Even though hospitals are not competing on price there are other ways to encourage price competition. Some health benefits plans are experimenting with a concept known as reference pricing, designed to boost price sensitivity for high-cost procedures. Reference pricing is an arrangement where enrollees face unlimited cost-sharing for all costs of a treatment or a procedure above a stated reference price set by the health plan. It is generally set close to an average or median price readily available in the market. Because enrollees are very sensitive to marginal costs above the reference price, providers have an incentive to price their services close to the reference price to avoid losing business.
From 2008 to 2012, the California Public Employees’ Retirement System (CalPERS) implemented a system of reference pricing for joint replacement surgery. CalPERS is a large retiree health plan with significant market power. Enrollees, area hospitals, physicians were all educated about the plan prior to its implementation. The reference price was $30,000. Plan members were required to pay their typical cost-sharing (20 percent) plus 100 percent of all costs above the reference price of $30,000.
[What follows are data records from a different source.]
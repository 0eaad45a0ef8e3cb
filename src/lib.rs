//! Library crate for bucketfs: an S3-compatible object store presented as a
//! POSIX filesystem through FUSE. Internal modules are re-exported so the
//! core can also be driven directly as an SDK.

pub mod cadapter;
pub mod error;
pub mod fuse;
pub mod meta;
pub mod vfs;

pub use crate::cadapter::client::{ObjectBackend, ObjectClient, ObjectSummary};
pub use crate::cadapter::memory::MemoryBackend;
pub use crate::cadapter::s3::{S3Backend, S3Config};
pub use crate::error::{BackendError, FsError};
pub use crate::fuse::fs::FuseFs;
pub use crate::meta::cache::{CacheConfig, MetaCache};
pub use crate::vfs::attr::{Attributes, FileKind};
pub use crate::vfs::dir::DirEntry;
pub use crate::vfs::handle::BufferedHandle;
pub use crate::vfs::path::{Address, Position, parse};
pub use crate::vfs::rename::Move;
pub use crate::vfs::{ROOT_LABEL, Vfs, path_ino, root_ino};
CalPERS members were provided with a list of 46 hospitals that would provide hip and knee replacement surgeries for $30,000, although enrollees were not required to use those hospitals. Surgeries on CalPERS enrollees at the lower-cost facilities jumped by more than 20 percent, while surgeries at high-cost providers fell by one-third the first year after implementation. Over time, many of the high-cost hospitals lowered their prices to CalPERS members by about one-third. Even the lower-cost hospitals lowered prices, by about 5 percent. The savings to CalPERS and its members was more than $3 million in 2011 alone. CalPERS has since expanded the experiment to cataract removal at ambulatory surgery centers saving $1.3 million over the course of two years.
Something else may occur if hospitals suddenly have to worry about losing business to other hospitals willing to match lower reference prices. They too may begin to analyze their procedures and find inefficiencies that can allow them to further reduce prices to avoid losing customers. Just imagine if patients began choosing hospitals with low cost sharing and hospitals responded with price cuts.